Evidemment cette perte de production durant
presque 2 mois met à mal notre business plan et il faut encore une fois la
patience et la compréhension du Crédit Agricole qui attend, le soutien de nos
actionnaires, l’aide d’amis tant techniques que financiers pour réajuster tout
ce qui peut l’être, et GRDF toujours fidèle qui s’adapte à notre situation.
Au stade où nous en sommes nous pouvons dire que
la méthanisation avec injection de biométhane est chronophage à un niveau qu’on
n’imagine pas, c’est comme un éleveur qui ferait des vêlages toute l’année,
tant la surveillance doit être en permanence.
Et économiquement à moins de disposer de
capitaux très importants, ou que ce soit porté par une collectivité qui ne regarde pas trop la
rentabilité cette énergie renouvelable ne rapporte pas grand-chose aux prix de
risques très importants.
Pour discuter avec beaucoup d’acteurs dans le
monde de la méthanisation et particulièrement l’injection de biométhane, hormis
quelques cas particuliers ou de très grosses unités portées par des entreprises
ou des collectivités, la rentabilité est plus faible qu’annoncée sur le papier
car l’évaluation de la production est très souvent surévaluée et les pertes de
rendement soit par la complexité de la chaine qui forme l’ensemble en
multipliant les sources de pannes ou par les causes de non-conformité du gaz diminuent
fortement cette rentabilité. Il ne faut pas chercher à faire fortune dans ce
secteur.
Dans le cas de l’injection il y a trois maillons
de la chaine très souvent portés par trois acteurs différents, la
méthanisation, la purification et l’injection. C’est donc trois fois plus de sources de
pannes, trois fois plus de sources de conflits entre entreprises différentes se
rejetant la responsabilité et trois fois plus de raisons pour l’exploitant de
ne pas pouvoir commercialiser du gaz.
Les porteurs de projets ou les banquiers qui
nous appellent pour avoir des renseignements ont tous bien conscience de cela
et c’est sans doute la chose qui les freine le plus. La solution pour permettre
l’essor de cette filière passe par l’assouplissement des normes de qualité du
gaz, je ne cesserai de le répéter et par la création de groupes industriels
capables de livrer clés en main l’unité au complet maîtrisant les trois maillons
de la chaine. Et je n’invente rien c’est comme cela que ça se fait à l’étranger
et c’est d’ailleurs la raison de leur plus forte progression sur cette énergie.

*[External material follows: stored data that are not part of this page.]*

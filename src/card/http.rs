//! HTTP client for the card image API

use async_trait::async_trait;
use bytes::Bytes;
use reqwest::header::AUTHORIZATION;
use reqwest::{Client, StatusCode, Url};
use tracing::debug;

use super::token::TokenMinter;
use super::{CardApi, CardError, Result};

/// Issues `GET {base}/user/{username}?number={ordinal}` with a freshly minted
/// bearer token per request
pub struct HttpCardApi {
    client: Client,
    base_url: Url,
    minter: TokenMinter,
}

impl HttpCardApi {
    pub fn new(client: Client, base_url: &str, minter: TokenMinter) -> Result<Self> {
        let base_url =
            Url::parse(base_url).map_err(|e| CardError::InvalidUrl(format!("{}: {}", base_url, e)))?;
        if base_url.cannot_be_a_base() {
            return Err(CardError::InvalidUrl(base_url.to_string()));
        }

        Ok(Self {
            client,
            base_url,
            minter,
        })
    }

    /// Card URL for one user; the username is percent-encoded as a path segment
    pub fn card_url(&self, username: &str, ordinal: usize) -> Result<Url> {
        let mut url = self.base_url.clone();
        url.path_segments_mut()
            .map_err(|_| CardError::InvalidUrl(self.base_url.to_string()))?
            .pop_if_empty()
            .push("user")
            .push(username);
        url.query_pairs_mut()
            .append_pair("number", &ordinal.to_string());
        Ok(url)
    }
}

#[async_trait]
impl CardApi for HttpCardApi {
    async fn fetch_card(&self, username: &str, ordinal: usize) -> Result<Bytes> {
        let url = self.card_url(username, ordinal)?;
        let token = self.minter.mint()?;

        debug!(%url, "Requesting card");

        let response = self
            .client
            .get(url)
            .header(AUTHORIZATION, format!("Bearer {}", token))
            .send()
            .await?;

        // Only a plain 200 counts; other 2xx codes carry no image
        let status = response.status();
        if status != StatusCode::OK {
            return Err(CardError::Status(status.as_u16()));
        }

        let bytes = response.bytes().await?;
        debug!(username, size = bytes.len(), "Card received");

        Ok(bytes)
    }
}

#[cfg(test)]
mod tests {
    use super::*;
    use std::time::Duration;

    fn api(base: &str) -> Result<HttpCardApi> {
        let minter =
            TokenMinter::new("HS256", Some("secret"), None, Duration::from_secs(3600)).unwrap();
        HttpCardApi::new(Client::new(), base, minter)
    }

    #[test]
    fn test_card_url() {
        let api = api("https://cards.example.com").unwrap();
        let url = api.card_url("alice", 3).unwrap();
        assert_eq!(url.as_str(), "https://cards.example.com/user/alice?number=3");
    }

    #[test]
    fn test_card_url_keeps_base_path() {
        let api = api("https://example.com/api/").unwrap();
        let url = api.card_url("bob", 1).unwrap();
        assert_eq!(url.as_str(), "https://example.com/api/user/bob?number=1");
    }

    #[test]
    fn test_card_url_escapes_username() {
        let api = api("https://cards.example.com").unwrap();
        let url = api.card_url("a/b c", 1).unwrap();
        assert_eq!(url.as_str(), "https://cards.example.com/user/a%2Fb%20c?number=1");
    }

    #[test]
    fn test_rejects_invalid_base() {
        assert!(matches!(api("not a url"), Err(CardError::InvalidUrl(_))));
        assert!(matches!(api("data:text/plain,hi"), Err(CardError::InvalidUrl(_))));
    }
}
mod cli;
mod commands;

use clap::Parser;
use cli::{Cli, Commands};

#[tokio::main]
async fn main() -> Result<(), Box<dyn std::error::Error + Send + Sync>> {
    booster::observability::init_tracing();

    let cli = Cli::parse();

    match cli.command {
        Commands::Run(args) => commands::run(args).await?,
        Commands::CheckConfig(args) => commands::check_config(args)?,
    }

    Ok(())
}
//! Plain-text ledger of every username that already received a card
//!
//! The ledger is a markdown-style list kept in a single file (by default the
//! repository `README.md`):
//!
//! ```text
//! # booster
//! 1. alice
//! 2. bob
//! ```
//!
//! The first line is a free-form header and is written back verbatim. Every
//! other line that starts with a digit is an entry; the username is whatever
//! follows the last `". "` on the line. Other lines are dropped on rewrite.
//!
//! ## Ordering
//!
//! Names keep their file order, and names added during a run are appended in
//! the order they were collected. Saving renumbers every entry contiguously
//! from 1.
//!
//! ## Usage
//!
//! ```rust,ignore
//! use booster::ledger::LedgerFile;
//!
//! let file = LedgerFile::new("README.md");
//! let mut ledger = file.load()?;
//! ledger.insert("octocat");
//! file.save(&ledger)?;
//! ```

pub mod error;
pub mod store;

pub use error::{LedgerError, Result};
pub use store::LedgerFile;

use std::collections::HashSet;

/// Header used when no ledger exists yet
pub const DEFAULT_HEADER: &str = "# booster";

/// A username together with its position in the ledger
#[derive(Debug, Clone, PartialEq, Eq)]
pub struct UserRecord {
    pub ordinal: usize,
    pub username: String,
}

/// In-memory ledger: header plus unique usernames in insertion order
#[derive(Debug, Clone, PartialEq, Eq)]
pub struct Ledger {
    header: String,
    names: Vec<String>,
    index: HashSet<String>,
    last_number: u64,
}

impl Default for Ledger {
    fn default() -> Self {
        Self::new(DEFAULT_HEADER)
    }
}

impl Ledger {
    /// Create an empty ledger with the given header line
    pub fn new(header: impl Into<String>) -> Self {
        Self {
            header: header.into(),
            names: Vec::new(),
            index: HashSet::new(),
            last_number: 0,
        }
    }

    /// Parse ledger text
    ///
    /// Repeated names are collapsed onto their first occurrence. A file whose
    /// first line is already an entry gets the default header.
    pub fn parse(text: &str) -> Self {
        let mut lines = text.lines().peekable();

        let header = match lines.peek() {
            Some(first) if !is_entry(first) => {
                let header = first.to_string();
                lines.next();
                header
            }
            _ => DEFAULT_HEADER.to_string(),
        };

        let mut ledger = Self::new(header);

        for line in lines.filter(|line| is_entry(line)) {
            if let Some(number) = entry_number(line) {
                ledger.last_number = ledger.last_number.max(number);
            }
            if let Some(name) = entry_name(line) {
                ledger.insert(name);
            }
        }

        ledger
    }

    /// Render the ledger as file contents, numbering entries from 1
    pub fn render(&self) -> String {
        let mut out = String::with_capacity(self.header.len() + 1 + self.names.len() * 16);
        out.push_str(&self.header);
        out.push('\n');
        for record in self.records() {
            out.push_str(&format!("{}. {}\n", record.ordinal, record.username));
        }
        out
    }

    pub fn header(&self) -> &str {
        &self.header
    }

    /// Usernames in ledger order
    pub fn names(&self) -> &[String] {
        &self.names
    }

    /// Entries with the ordinals they will be saved under
    pub fn records(&self) -> impl Iterator<Item = UserRecord> + '_ {
        self.names.iter().enumerate().map(|(i, name)| UserRecord {
            ordinal: i + 1,
            username: name.clone(),
        })
    }

    pub fn contains(&self, username: &str) -> bool {
        self.index.contains(username)
    }

    /// Append a username; returns false if it is already present
    pub fn insert(&mut self, username: impl Into<String>) -> bool {
        let username = username.into();
        if !self.index.insert(username.clone()) {
            return false;
        }
        self.names.push(username);
        true
    }

    pub fn len(&self) -> usize {
        self.names.len()
    }

    pub fn is_empty(&self) -> bool {
        self.names.is_empty()
    }

    /// Highest ordinal that appeared in the parsed text (0 if none)
    pub fn last_number(&self) -> u64 {
        self.last_number
    }
}

fn is_entry(line: &str) -> bool {
    !line.trim().is_empty() && line.starts_with(|c: char| c.is_ascii_digit())
}

fn entry_number(line: &str) -> Option<u64> {
    line.split('.').next()?.trim().parse().ok()
}

fn entry_name(line: &str) -> Option<&str> {
    let name = line.rsplit(". ").next()?.trim();
    (!name.is_empty()).then_some(name)
}
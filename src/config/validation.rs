use super::models::Config;
use jsonwebtoken::Algorithm;
use reqwest::Url;
use std::str::FromStr;
use thiserror::Error;

/// Largest page the GitHub search connection will return
const MAX_PAGE_SIZE: u32 = 100;

#[derive(Debug, Error)]
pub enum ValidationError {
    #[error("TARGET_API_JWT_SECRET environment variable is not set")]
    MissingJwtSecret,

    #[error("GITHUB_TOKEN environment variable is not set")]
    MissingGitHubToken,

    #[error("Card API base URL is not set (TARGET_API_URL or card_api.base_url)")]
    MissingCardApiUrl,

    #[error("Invalid {field} URL '{url}'")]
    InvalidUrl { field: String, url: String },

    #[error("Unsupported JWT algorithm '{algorithm}'")]
    UnsupportedJwtAlgorithm { algorithm: String },

    #[error("page_size must be between 1 and 100, got {value}")]
    InvalidPageSize { value: u32 },

    #[error("run.target must be positive")]
    InvalidTarget,

    #[error("retry.max_attempts must be positive")]
    InvalidRetryAttempts,
}

/// Validate the entire configuration
pub fn validate(config: &Config) -> Result<(), ValidationError> {
    validate_card_api(config)?;
    validate_github(config)?;
    validate_run(config)?;
    Ok(())
}

/// The signing secret is checked first: without it no card can ever be requested
fn validate_card_api(config: &Config) -> Result<(), ValidationError> {
    let card_api = &config.card_api;

    if card_api.jwt_secret.as_deref().is_none_or(str::is_empty) {
        return Err(ValidationError::MissingJwtSecret);
    }

    if Algorithm::from_str(&card_api.jwt_algorithm).is_err() {
        return Err(ValidationError::UnsupportedJwtAlgorithm {
            algorithm: card_api.jwt_algorithm.clone(),
        });
    }

    let base_url = card_api
        .base_url
        .as_deref()
        .ok_or(ValidationError::MissingCardApiUrl)?;
    validate_url("card_api.base_url", base_url)
}

fn validate_github(config: &Config) -> Result<(), ValidationError> {
    if config.github.token.as_deref().is_none_or(str::is_empty) {
        return Err(ValidationError::MissingGitHubToken);
    }

    let page_size = config.github.page_size;
    if page_size == 0 || page_size > MAX_PAGE_SIZE {
        return Err(ValidationError::InvalidPageSize { value: page_size });
    }

    validate_url("github.endpoint", &config.github.endpoint)
}

fn validate_run(config: &Config) -> Result<(), ValidationError> {
    if config.run.target == 0 {
        return Err(ValidationError::InvalidTarget);
    }

    if config.retry.max_attempts == 0 {
        return Err(ValidationError::InvalidRetryAttempts);
    }

    Ok(())
}

fn validate_url(field: &str, url: &str) -> Result<(), ValidationError> {
    match Url::parse(url) {
        Ok(parsed) if !parsed.cannot_be_a_base() => Ok(()),
        _ => Err(ValidationError::InvalidUrl {
            field: field.to_string(),
            url: url.to_string(),
        }),
    }
}
//! Human-readable duration parsing and formatting utilities

use serde::{Deserialize, Serialize};
use std::fmt;
use std::str::FromStr;
use std::time::Duration;
use thiserror::Error;

#[derive(Debug, Error)]
pub enum ParseError {
    #[error("Invalid duration format: {0}")]
    InvalidFormat(String),

    #[error("Invalid number: {0}")]
    InvalidNumber(#[from] std::num::ParseIntError),

    #[error("Invalid unit: {0}")]
    InvalidUnit(String),

    #[error("Duration too large: {0}")]
    Overflow(String),
}

/// Duration wrapper with human-readable parsing ("500ms", "60s", "2m", "1h").
///
/// A bare integer is interpreted as seconds.
#[derive(Debug, Clone, Copy, PartialEq, Eq, PartialOrd, Ord)]
pub struct HumanDuration(pub Duration);

impl HumanDuration {
    pub const fn from_secs(secs: u64) -> Self {
        Self(Duration::from_secs(secs))
    }

    pub fn as_duration(&self) -> Duration {
        self.0
    }

    pub fn to_human_readable(&self) -> String {
        let millis = self.0.as_millis();

        const UNITS: &[(&str, u128)] = &[("h", 3_600_000), ("m", 60_000), ("s", 1_000)];

        for &(unit, divisor) in UNITS {
            if millis >= divisor && millis % divisor == 0 {
                return format!("{}{}", millis / divisor, unit);
            }
        }

        format!("{}ms", millis)
    }
}

impl From<Duration> for HumanDuration {
    fn from(value: Duration) -> Self {
        Self(value)
    }
}

impl From<HumanDuration> for Duration {
    fn from(value: HumanDuration) -> Self {
        value.0
    }
}

impl Serialize for HumanDuration {
    fn serialize<S>(&self, serializer: S) -> Result<S::Ok, S::Error>
    where
        S: serde::Serializer,
    {
        serializer.serialize_str(&self.to_human_readable())
    }
}

impl<'de> Deserialize<'de> for HumanDuration {
    fn deserialize<D>(deserializer: D) -> Result<Self, D::Error>
    where
        D: serde::Deserializer<'de>,
    {
        struct HumanDurationVisitor;

        impl<'de> serde::de::Visitor<'de> for HumanDurationVisitor {
            type Value = HumanDuration;

            fn expecting(&self, formatter: &mut fmt::Formatter) -> fmt::Result {
                formatter.write_str("a duration as string (e.g., \"60s\", \"2m\") or seconds as integer")
            }

            fn visit_u64<E>(self, v: u64) -> Result<Self::Value, E>
            where
                E: serde::de::Error,
            {
                Ok(HumanDuration::from_secs(v))
            }

            fn visit_i64<E>(self, v: i64) -> Result<Self::Value, E>
            where
                E: serde::de::Error,
            {
                u64::try_from(v)
                    .map(HumanDuration::from_secs)
                    .map_err(|_| E::custom(format!("negative duration: {}", v)))
            }

            fn visit_str<E>(self, v: &str) -> Result<Self::Value, E>
            where
                E: serde::de::Error,
            {
                v.parse::<HumanDuration>().map_err(serde::de::Error::custom)
            }
        }

        deserializer.deserialize_any(HumanDurationVisitor)
    }
}

impl FromStr for HumanDuration {
    type Err = ParseError;

    fn from_str(s: &str) -> Result<Self, Self::Err> {
        let s = s.trim().to_lowercase();

        if let Ok(secs) = s.parse::<u64>() {
            return Ok(HumanDuration::from_secs(secs));
        }

        let (num_str, unit) = match s.find(|c: char| !c.is_ascii_digit()) {
            Some(0) | None => return Err(ParseError::InvalidFormat(s.to_string())),
            Some(pos) => (&s[..pos], &s[pos..]),
        };

        let num: u64 = num_str.parse()?;

        let multiplier = match unit.trim() {
            "ms" => return Ok(HumanDuration(Duration::from_millis(num))),
            "s" | "sec" | "secs" => 1,
            "m" | "min" | "mins" => 60,
            "h" | "hr" | "hour" | "hours" => 3600,
            _ => return Err(ParseError::InvalidUnit(unit.to_string())),
        };

        let secs = num
            .checked_mul(multiplier)
            .ok_or_else(|| ParseError::Overflow(s.to_string()))?;

        Ok(HumanDuration::from_secs(secs))
    }
}

impl fmt::Display for HumanDuration {
    fn fmt(&self, f: &mut fmt::Formatter<'_>) -> fmt::Result {
        write!(f, "{}", self.to_human_readable())
    }
}
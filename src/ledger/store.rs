use std::fs;
use std::io::{ErrorKind, Write};
use std::path::{Path, PathBuf};

use tracing::{debug, info};

use super::Ledger;
use super::error::{LedgerError, Result};

/// File-backed ledger location
#[derive(Debug, Clone)]
pub struct LedgerFile {
    path: PathBuf,
}

impl LedgerFile {
    pub fn new<P: AsRef<Path>>(path: P) -> Self {
        Self {
            path: path.as_ref().to_path_buf(),
        }
    }

    pub fn path(&self) -> &Path {
        &self.path
    }

    /// Read the ledger, or start an empty one with the default header when
    /// the file does not exist
    pub fn load(&self) -> Result<Ledger> {
        match fs::read_to_string(&self.path) {
            Ok(text) => {
                let ledger = Ledger::parse(&text);
                info!(
                    path = %self.path.display(),
                    entries = ledger.len(),
                    last_number = ledger.last_number(),
                    "Loaded ledger"
                );
                Ok(ledger)
            }
            Err(e) if e.kind() == ErrorKind::NotFound => {
                info!(path = %self.path.display(), "No ledger found, starting empty");
                Ok(Ledger::default())
            }
            Err(e) => Err(LedgerError::io(&self.path, e)),
        }
    }

    /// Rewrite the ledger file
    ///
    /// Contents go to a sibling temporary file first and are renamed over the
    /// target, so an interrupted write never leaves a truncated ledger.
    pub fn save(&self, ledger: &Ledger) -> Result<()> {
        let file_name = self
            .path
            .file_name()
            .ok_or_else(|| LedgerError::InvalidPath(self.path.clone()))?;

        let mut tmp_name = file_name.to_os_string();
        tmp_name.push(".tmp");
        let tmp_path = self.path.with_file_name(tmp_name);

        if let Some(parent) = self.path.parent().filter(|p| !p.as_os_str().is_empty()) {
            fs::create_dir_all(parent).map_err(|e| LedgerError::io(parent, e))?;
        }

        let contents = ledger.render();
        {
            let mut file = fs::File::create(&tmp_path).map_err(|e| LedgerError::io(&tmp_path, e))?;
            file.write_all(contents.as_bytes())
                .and_then(|_| file.sync_all())
                .map_err(|e| LedgerError::io(&tmp_path, e))?;
        }
        debug!(path = %tmp_path.display(), bytes = contents.len(), "Wrote temporary ledger");

        fs::rename(&tmp_path, &self.path).map_err(|e| LedgerError::io(&self.path, e))?;

        info!(
            path = %self.path.display(),
            entries = ledger.len(),
            "Saved ledger"
        );
        Ok(())
    }
}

C’est d’ailleurs fou que cela n’arrive pas à
se faire ne serait-ce par ENGIE qui rappelons le est « propriétaire »
de GRDF, et qui est une entreprise capable de maîtriser la totalité de la
chaine en s’associant avec des entreprises compétentes et livrer à des exploitants
à qui elle achèterait le gaz produit.
Cette production est davantage industrielle qu’agricole
et les entreprises industrielles n’ont pas la souplesse et la débrouillardise
du monde agricole pour s’adapter à celui-ci qui est pourtant la première
source de matière pour produire du biogaz.
Rappelez-vous de cet adage qui est l’exact
résumé de la situation que nous vivons :
La théorie
c’est quand on sait tout alors que rien ne fonctionne.
La
pratique c’est quand tout fonctionne bien que l’on ne sache pourquoi.
Les industriels c’est la théorie et le monde
agricole c’est la pratique. Comment faire accepter à un industriel bardé d’ingénieurs
qu’il faille faire confiance au bon sens du paysan qui a les solutions sans les
expliquer.
Rendez-vous à un prochain épisode.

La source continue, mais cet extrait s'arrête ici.